#### Work to complete
Search the records below for the word "success", then return every line where it appears.

#### Available data
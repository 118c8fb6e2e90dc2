use std::collections::HashMap;

use serde::Serialize;
use serde_json::Value as Json;

/// A decoded inbound webhook request, owned exclusively by its dispatching
/// handler for the lifetime of the request (§3 Ownership).
#[derive(Debug, Clone)]
pub struct WebhookRequest {
    pub id: String,
    pub source: String,
    pub tag: String,
    pub timestamp: chrono::DateTime<chrono::Utc>,
    pub headers: HashMap<String, String>,
    pub body: Json,
    pub metadata: HashMap<String, Json>,
    pub processed_at: Option<chrono::DateTime<chrono::Utc>>,
}

impl WebhookRequest {
    pub fn new(id: String, source: String, tag: String, headers: HashMap<String, String>, body: Json) -> Self {
        Self {
            id,
            source,
            tag,
            timestamp: chrono::Utc::now(),
            headers,
            body,
            metadata: HashMap::new(),
            processed_at: None,
        }
    }
}

#[derive(Debug, Clone, Serialize)]
pub struct WebhookResponse {
    pub success: bool,
    pub message: String,
    pub request_id: String,
    #[serde(skip_serializing_if = "Option::is_none")]
    pub data: Option<HashMap<String, Json>>,
    pub timestamp: chrono::DateTime<chrono::Utc>,
}

impl WebhookResponse {
    pub fn ok(request_id: impl Into<String>, message: impl Into<String>) -> Self {
        Self {
            success: true,
            message: message.into(),
            request_id: request_id.into(),
            data: None,
            timestamp: chrono::Utc::now(),
        }
    }

    pub fn err(request_id: impl Into<String>, message: impl Into<String>) -> Self {
        Self {
            success: false,
            message: message.into(),
            request_id: request_id.into(),
            data: None,
            timestamp: chrono::Utc::now(),
        }
    }

    pub fn with_data(mut self, data: HashMap<String, Json>) -> Self {
        self.data = Some(data);
        self
    }
}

#### Exercise solution
    pub success: bool,
            success: true,
            success: false,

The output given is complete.